▶ [Work instructions]: Read the data below. Every line holding the string "creation" must be copied.

Collected data

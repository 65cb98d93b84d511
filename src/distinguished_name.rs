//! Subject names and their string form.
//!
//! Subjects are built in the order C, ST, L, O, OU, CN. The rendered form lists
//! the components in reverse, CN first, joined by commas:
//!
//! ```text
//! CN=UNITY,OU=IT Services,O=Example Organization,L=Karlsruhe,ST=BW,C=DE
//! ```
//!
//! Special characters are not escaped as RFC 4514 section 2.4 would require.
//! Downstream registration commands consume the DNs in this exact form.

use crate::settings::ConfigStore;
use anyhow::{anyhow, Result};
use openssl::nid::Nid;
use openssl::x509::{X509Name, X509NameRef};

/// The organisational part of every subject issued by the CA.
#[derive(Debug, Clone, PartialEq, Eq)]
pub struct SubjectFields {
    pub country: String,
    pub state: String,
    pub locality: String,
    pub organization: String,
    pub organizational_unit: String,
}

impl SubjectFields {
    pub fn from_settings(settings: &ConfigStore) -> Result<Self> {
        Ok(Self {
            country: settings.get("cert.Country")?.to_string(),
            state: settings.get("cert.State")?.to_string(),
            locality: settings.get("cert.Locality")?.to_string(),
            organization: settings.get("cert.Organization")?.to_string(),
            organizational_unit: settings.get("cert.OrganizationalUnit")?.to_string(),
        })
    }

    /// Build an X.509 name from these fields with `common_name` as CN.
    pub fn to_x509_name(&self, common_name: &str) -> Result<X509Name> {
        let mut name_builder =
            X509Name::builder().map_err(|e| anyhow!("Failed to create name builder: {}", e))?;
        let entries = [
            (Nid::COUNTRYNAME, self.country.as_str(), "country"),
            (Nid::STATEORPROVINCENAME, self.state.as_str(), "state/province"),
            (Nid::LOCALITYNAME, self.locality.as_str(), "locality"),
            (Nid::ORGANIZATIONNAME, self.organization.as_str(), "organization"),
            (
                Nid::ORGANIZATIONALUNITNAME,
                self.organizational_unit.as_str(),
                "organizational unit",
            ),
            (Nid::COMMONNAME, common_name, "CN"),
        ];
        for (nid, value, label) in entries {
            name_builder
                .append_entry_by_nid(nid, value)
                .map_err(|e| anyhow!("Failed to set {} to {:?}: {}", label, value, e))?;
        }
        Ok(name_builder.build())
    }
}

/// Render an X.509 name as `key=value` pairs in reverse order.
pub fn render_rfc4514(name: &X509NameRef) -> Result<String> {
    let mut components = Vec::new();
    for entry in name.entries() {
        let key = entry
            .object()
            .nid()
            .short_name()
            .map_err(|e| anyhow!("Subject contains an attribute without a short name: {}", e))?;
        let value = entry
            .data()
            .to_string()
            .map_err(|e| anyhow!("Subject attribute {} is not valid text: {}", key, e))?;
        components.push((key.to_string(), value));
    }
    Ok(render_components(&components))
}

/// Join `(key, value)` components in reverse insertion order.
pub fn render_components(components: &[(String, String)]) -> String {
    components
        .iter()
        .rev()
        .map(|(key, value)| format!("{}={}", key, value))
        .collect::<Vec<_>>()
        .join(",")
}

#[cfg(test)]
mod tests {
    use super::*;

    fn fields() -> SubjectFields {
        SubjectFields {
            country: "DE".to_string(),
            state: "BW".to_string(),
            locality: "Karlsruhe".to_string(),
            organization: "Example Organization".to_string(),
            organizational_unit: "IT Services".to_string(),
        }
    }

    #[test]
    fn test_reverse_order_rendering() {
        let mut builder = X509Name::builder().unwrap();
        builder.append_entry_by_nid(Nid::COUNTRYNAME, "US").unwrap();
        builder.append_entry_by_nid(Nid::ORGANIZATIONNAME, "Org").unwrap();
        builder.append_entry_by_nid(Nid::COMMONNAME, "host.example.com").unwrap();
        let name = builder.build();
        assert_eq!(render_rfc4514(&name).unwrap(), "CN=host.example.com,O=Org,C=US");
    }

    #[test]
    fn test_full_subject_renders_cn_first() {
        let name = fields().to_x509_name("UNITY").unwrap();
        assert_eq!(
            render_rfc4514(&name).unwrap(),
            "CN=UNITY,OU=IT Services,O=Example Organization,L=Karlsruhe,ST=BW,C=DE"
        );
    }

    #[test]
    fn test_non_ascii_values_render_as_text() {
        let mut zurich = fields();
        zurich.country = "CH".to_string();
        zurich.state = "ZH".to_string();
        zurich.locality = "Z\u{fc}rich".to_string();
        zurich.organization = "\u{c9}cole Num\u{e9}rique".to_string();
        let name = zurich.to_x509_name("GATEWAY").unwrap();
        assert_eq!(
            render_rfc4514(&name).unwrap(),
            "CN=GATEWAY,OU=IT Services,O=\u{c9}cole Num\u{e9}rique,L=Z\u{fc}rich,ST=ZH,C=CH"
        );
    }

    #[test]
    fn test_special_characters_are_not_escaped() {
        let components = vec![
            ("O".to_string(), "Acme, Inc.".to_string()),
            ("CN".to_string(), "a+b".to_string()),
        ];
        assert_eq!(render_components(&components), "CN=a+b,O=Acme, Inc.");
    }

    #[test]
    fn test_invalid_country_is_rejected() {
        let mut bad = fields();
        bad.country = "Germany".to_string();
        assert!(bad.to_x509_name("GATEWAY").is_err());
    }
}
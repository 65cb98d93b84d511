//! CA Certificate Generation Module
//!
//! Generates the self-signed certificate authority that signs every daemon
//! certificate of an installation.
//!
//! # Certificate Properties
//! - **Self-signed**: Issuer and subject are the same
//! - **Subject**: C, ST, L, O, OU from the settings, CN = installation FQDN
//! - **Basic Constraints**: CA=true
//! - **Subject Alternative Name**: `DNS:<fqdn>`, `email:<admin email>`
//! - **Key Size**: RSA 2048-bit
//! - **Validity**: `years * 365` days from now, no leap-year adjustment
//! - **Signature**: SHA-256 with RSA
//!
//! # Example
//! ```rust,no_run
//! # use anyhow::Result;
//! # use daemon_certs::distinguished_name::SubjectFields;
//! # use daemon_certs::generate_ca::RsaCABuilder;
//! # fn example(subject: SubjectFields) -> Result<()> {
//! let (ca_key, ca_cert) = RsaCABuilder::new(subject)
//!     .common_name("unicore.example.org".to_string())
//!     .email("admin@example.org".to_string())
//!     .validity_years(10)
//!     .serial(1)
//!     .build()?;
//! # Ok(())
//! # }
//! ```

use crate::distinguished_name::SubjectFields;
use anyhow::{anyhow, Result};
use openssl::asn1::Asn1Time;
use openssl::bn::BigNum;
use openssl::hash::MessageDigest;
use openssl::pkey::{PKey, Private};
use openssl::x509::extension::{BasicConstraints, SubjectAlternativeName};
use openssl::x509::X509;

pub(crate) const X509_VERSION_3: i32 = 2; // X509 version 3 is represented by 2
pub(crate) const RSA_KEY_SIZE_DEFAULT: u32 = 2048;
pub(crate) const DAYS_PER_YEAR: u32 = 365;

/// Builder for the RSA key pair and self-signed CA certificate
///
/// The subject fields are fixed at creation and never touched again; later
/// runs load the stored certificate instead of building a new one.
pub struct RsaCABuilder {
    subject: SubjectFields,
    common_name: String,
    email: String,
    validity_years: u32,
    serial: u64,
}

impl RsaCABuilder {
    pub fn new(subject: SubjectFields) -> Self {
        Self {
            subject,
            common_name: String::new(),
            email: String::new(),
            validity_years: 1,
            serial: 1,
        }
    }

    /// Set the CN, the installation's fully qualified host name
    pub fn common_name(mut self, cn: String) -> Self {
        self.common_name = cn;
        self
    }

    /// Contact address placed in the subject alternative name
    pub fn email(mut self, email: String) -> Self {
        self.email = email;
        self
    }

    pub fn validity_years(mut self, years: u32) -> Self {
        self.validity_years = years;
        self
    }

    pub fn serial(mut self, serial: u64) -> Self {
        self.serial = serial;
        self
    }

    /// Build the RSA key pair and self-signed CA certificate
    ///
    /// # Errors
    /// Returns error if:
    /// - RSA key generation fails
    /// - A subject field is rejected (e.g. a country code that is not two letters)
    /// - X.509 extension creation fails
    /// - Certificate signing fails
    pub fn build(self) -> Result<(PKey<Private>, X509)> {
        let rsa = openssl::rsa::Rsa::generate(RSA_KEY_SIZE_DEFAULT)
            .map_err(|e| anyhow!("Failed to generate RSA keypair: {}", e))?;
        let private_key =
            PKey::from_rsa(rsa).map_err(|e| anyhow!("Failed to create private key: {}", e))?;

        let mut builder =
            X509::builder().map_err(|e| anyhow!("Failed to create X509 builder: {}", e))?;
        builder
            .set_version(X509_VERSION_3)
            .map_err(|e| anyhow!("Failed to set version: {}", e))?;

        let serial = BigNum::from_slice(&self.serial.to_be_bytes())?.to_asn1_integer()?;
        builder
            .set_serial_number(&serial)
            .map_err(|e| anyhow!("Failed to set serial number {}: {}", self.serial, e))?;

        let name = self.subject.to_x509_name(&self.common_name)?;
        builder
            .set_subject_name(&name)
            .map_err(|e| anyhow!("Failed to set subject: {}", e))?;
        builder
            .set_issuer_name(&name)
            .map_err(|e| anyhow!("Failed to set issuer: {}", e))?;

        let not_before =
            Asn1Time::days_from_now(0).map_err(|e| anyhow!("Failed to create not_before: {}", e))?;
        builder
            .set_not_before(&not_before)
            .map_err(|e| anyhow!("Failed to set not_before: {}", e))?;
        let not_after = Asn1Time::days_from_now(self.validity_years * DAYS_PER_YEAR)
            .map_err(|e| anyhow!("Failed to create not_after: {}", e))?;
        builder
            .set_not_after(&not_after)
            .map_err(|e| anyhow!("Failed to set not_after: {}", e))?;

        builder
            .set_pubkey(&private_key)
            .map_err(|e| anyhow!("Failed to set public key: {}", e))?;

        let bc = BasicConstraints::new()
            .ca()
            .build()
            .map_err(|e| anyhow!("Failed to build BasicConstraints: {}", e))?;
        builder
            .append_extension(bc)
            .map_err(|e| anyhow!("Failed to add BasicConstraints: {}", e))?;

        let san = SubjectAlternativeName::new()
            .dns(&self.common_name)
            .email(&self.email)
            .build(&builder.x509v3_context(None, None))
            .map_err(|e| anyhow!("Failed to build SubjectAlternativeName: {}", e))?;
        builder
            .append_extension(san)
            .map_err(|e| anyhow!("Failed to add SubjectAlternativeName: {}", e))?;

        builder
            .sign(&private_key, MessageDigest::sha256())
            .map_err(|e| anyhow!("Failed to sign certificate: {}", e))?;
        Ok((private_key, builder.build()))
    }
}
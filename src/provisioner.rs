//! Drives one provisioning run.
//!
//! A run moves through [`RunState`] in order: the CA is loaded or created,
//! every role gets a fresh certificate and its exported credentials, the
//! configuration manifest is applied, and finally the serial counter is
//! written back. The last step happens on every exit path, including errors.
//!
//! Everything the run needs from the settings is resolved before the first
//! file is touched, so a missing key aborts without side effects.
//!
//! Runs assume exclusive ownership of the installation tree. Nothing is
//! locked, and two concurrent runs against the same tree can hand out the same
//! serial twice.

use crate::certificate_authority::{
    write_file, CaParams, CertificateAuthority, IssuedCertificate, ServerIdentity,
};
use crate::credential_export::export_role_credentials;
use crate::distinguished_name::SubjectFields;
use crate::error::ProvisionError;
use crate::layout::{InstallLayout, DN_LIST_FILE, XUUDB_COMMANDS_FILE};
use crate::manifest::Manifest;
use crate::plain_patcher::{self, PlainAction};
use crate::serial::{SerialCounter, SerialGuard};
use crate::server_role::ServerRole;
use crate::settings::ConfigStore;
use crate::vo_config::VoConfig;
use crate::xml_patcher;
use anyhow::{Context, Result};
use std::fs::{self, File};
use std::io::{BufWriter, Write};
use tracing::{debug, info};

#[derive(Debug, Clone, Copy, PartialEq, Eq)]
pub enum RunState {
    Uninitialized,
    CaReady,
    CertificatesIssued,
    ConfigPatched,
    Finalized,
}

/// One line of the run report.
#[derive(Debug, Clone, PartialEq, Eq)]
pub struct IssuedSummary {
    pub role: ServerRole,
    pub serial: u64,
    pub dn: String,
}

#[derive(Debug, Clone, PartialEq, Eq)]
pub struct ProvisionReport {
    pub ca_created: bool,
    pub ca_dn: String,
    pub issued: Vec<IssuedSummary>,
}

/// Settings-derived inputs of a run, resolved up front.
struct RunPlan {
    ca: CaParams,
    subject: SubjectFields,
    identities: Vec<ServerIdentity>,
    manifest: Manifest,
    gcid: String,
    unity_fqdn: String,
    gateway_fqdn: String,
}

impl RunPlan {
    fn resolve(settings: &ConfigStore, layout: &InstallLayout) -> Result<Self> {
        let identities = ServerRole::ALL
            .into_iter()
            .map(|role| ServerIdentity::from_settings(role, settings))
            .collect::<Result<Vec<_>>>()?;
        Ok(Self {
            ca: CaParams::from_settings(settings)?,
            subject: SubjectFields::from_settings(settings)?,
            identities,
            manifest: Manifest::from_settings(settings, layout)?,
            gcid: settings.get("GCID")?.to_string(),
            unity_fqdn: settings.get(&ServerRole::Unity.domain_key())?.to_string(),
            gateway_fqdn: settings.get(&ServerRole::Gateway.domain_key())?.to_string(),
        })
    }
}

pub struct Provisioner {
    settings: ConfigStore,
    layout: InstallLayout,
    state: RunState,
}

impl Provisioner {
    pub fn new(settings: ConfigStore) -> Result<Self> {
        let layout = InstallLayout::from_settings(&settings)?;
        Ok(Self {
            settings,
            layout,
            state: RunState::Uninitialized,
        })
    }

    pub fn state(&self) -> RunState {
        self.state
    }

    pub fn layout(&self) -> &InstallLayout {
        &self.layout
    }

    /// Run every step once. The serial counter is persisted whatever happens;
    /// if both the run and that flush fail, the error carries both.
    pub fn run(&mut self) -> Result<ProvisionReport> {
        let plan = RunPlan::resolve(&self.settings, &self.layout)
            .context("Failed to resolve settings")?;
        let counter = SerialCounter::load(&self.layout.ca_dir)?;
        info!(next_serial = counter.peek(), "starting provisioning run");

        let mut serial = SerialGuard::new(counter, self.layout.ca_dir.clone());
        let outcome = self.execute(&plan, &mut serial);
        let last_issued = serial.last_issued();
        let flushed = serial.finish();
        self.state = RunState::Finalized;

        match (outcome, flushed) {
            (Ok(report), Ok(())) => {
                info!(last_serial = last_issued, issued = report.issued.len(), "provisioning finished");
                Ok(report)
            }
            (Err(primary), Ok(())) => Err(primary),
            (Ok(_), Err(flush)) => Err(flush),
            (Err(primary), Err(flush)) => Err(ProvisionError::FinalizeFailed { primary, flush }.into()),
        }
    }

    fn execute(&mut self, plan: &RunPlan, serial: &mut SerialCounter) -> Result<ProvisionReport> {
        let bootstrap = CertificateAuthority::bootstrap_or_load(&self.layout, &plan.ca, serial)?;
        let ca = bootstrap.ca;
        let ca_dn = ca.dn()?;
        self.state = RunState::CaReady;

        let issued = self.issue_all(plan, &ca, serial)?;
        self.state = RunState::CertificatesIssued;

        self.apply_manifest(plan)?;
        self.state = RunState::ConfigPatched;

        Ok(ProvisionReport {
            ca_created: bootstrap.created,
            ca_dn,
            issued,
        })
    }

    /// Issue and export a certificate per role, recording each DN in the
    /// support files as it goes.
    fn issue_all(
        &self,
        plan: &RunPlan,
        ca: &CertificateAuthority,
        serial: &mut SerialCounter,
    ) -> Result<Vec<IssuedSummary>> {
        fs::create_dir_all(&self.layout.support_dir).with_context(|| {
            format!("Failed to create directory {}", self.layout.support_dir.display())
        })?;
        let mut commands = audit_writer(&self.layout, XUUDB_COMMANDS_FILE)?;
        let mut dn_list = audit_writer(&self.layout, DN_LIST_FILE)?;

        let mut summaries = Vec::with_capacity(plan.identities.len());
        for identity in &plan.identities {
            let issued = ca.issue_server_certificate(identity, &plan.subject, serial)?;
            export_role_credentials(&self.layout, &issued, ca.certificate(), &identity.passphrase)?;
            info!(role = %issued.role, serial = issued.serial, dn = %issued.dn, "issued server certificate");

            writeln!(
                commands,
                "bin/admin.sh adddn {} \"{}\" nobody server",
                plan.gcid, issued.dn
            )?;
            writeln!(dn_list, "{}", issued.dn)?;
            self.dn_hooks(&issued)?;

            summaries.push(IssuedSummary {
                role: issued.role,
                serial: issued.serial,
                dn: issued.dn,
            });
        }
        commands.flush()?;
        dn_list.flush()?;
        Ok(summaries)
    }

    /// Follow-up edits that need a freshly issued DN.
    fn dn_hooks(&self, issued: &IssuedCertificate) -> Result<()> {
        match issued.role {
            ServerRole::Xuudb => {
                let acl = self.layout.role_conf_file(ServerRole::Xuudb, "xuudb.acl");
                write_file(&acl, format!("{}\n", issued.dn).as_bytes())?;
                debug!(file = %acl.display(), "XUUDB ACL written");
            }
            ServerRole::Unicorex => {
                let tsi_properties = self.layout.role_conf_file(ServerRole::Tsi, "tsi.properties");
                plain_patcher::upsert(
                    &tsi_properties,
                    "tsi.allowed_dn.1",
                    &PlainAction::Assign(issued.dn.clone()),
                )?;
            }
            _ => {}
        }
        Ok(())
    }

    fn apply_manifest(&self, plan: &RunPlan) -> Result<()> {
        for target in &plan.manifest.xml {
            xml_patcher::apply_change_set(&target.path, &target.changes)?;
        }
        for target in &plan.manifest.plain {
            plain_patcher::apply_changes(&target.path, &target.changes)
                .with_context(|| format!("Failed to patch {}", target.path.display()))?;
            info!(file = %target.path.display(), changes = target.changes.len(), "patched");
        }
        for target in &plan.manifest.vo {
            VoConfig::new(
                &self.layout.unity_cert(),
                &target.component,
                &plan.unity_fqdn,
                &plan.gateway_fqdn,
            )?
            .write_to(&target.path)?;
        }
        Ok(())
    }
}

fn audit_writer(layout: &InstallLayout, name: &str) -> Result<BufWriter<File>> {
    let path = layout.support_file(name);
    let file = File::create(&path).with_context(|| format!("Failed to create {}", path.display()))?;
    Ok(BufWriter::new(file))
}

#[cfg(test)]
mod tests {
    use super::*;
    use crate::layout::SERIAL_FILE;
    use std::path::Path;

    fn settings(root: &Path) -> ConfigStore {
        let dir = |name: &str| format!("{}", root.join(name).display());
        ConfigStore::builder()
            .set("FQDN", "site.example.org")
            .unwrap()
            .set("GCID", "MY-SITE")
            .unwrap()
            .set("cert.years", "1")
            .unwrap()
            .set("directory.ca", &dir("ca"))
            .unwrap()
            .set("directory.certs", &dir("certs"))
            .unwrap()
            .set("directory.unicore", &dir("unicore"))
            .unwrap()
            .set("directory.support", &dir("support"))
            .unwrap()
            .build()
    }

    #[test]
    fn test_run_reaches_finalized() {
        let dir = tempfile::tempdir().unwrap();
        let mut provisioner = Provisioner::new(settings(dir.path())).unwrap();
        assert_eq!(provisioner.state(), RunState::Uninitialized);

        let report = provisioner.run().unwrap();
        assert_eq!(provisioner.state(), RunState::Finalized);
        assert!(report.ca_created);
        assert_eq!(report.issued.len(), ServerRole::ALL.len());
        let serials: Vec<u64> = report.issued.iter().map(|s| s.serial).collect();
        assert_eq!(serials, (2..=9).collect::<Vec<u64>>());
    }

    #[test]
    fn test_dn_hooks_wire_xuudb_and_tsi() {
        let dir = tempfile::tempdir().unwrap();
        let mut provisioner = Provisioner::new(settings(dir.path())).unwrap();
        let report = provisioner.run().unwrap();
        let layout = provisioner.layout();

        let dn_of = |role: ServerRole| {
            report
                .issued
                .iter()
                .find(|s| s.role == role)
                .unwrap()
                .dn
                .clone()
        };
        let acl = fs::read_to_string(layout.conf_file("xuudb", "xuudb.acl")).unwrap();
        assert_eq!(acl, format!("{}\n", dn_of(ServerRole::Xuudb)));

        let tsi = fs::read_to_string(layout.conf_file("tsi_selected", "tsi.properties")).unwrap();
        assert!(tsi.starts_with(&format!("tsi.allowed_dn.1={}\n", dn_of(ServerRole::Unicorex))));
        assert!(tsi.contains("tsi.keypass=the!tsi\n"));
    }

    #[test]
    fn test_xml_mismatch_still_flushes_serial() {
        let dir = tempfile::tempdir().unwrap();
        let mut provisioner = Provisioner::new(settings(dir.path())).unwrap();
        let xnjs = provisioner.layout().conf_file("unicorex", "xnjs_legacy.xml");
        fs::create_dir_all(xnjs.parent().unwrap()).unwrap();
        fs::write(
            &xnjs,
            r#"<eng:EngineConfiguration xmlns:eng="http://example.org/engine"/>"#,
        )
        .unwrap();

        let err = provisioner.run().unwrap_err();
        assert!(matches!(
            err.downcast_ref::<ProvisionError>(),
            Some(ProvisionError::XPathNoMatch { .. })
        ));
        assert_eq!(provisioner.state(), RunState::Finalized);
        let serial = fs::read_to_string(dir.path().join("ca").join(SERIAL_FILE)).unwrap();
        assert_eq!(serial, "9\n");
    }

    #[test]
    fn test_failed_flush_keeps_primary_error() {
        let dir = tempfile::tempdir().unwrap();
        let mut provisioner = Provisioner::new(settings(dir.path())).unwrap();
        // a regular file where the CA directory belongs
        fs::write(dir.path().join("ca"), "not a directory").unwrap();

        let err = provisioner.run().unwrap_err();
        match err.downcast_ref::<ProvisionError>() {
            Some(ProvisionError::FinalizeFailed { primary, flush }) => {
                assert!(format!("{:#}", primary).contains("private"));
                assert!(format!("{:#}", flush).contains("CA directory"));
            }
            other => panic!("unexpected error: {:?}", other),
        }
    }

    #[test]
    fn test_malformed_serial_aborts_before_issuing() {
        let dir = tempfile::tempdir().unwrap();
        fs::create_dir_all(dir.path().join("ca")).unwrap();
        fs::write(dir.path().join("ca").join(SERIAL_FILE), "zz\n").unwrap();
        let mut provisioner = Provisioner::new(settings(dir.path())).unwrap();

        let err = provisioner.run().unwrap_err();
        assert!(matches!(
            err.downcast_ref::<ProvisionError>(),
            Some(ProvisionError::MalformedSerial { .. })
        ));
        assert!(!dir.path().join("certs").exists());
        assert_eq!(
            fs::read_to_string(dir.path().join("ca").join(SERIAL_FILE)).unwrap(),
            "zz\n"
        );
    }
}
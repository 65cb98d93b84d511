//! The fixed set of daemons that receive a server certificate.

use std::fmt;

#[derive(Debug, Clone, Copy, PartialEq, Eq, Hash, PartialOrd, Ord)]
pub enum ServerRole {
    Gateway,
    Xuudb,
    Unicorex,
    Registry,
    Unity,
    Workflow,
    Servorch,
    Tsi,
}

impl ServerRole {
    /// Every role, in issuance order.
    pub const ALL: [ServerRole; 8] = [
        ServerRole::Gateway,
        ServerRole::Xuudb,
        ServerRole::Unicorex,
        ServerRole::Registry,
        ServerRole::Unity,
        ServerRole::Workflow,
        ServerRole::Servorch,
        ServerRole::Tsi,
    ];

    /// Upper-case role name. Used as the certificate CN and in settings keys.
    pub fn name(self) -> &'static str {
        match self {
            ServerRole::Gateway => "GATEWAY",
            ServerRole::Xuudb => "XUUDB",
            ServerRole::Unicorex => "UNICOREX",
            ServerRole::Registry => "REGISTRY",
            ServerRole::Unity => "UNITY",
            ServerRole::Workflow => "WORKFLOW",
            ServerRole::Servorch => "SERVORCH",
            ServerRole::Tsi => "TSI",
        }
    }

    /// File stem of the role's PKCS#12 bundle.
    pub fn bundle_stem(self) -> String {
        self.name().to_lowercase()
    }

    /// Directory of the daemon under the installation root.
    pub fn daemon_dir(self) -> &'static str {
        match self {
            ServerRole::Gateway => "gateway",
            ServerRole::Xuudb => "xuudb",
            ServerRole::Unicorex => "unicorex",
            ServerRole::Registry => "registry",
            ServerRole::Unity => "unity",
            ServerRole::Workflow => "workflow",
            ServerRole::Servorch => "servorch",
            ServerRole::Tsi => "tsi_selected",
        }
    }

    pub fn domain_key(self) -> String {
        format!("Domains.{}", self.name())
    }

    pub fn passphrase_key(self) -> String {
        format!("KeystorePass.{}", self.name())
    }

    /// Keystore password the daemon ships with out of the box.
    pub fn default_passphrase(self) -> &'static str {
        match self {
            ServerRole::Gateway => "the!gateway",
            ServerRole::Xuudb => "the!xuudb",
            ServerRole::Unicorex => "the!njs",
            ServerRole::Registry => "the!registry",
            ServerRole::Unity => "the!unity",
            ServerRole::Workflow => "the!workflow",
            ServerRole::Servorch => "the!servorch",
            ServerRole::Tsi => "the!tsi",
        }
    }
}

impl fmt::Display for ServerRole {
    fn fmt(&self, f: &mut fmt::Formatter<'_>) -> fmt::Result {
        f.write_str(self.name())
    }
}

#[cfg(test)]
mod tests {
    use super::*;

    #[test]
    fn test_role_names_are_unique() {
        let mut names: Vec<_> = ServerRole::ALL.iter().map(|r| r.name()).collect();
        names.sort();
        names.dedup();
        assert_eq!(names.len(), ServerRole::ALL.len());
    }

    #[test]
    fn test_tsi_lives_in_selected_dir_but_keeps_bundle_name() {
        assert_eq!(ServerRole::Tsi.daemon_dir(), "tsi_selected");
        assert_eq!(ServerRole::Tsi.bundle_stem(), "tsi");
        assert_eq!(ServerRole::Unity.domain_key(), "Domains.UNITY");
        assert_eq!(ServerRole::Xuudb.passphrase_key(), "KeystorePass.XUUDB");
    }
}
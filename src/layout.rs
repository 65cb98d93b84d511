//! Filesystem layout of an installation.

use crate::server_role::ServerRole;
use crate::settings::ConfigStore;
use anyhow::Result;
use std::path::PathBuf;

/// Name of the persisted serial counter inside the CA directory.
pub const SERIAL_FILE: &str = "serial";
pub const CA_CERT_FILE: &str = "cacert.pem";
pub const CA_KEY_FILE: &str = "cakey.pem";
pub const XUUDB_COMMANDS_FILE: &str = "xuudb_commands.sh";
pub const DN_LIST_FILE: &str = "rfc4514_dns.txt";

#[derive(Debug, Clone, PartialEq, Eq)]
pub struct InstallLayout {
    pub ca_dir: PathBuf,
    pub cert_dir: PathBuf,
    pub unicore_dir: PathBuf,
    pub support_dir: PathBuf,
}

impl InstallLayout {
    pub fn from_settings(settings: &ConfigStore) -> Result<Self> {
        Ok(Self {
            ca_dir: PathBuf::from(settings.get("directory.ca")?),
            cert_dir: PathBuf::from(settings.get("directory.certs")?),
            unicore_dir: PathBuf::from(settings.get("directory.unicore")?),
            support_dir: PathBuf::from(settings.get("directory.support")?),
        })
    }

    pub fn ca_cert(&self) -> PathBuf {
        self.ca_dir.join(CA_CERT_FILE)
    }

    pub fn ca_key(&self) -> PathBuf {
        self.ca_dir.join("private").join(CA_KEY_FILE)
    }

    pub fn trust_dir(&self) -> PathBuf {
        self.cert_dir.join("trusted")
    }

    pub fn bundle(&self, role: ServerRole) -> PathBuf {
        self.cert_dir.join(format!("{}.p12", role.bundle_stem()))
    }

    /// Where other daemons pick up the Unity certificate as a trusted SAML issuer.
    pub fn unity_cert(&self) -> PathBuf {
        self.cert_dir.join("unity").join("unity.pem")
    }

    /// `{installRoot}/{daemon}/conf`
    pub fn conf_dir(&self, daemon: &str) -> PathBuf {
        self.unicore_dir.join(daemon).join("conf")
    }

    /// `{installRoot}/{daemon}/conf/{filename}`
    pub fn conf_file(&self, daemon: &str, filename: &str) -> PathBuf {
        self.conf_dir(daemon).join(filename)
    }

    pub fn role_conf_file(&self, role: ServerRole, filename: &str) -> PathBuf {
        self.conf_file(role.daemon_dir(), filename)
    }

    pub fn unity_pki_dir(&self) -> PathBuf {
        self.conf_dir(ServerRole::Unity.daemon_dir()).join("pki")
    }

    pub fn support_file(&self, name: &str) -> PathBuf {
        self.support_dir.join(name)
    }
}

▶ [Result of the task]:
/// The subject fields are fixed at creation and never touched again; later
    /// - X.509 extension creation fails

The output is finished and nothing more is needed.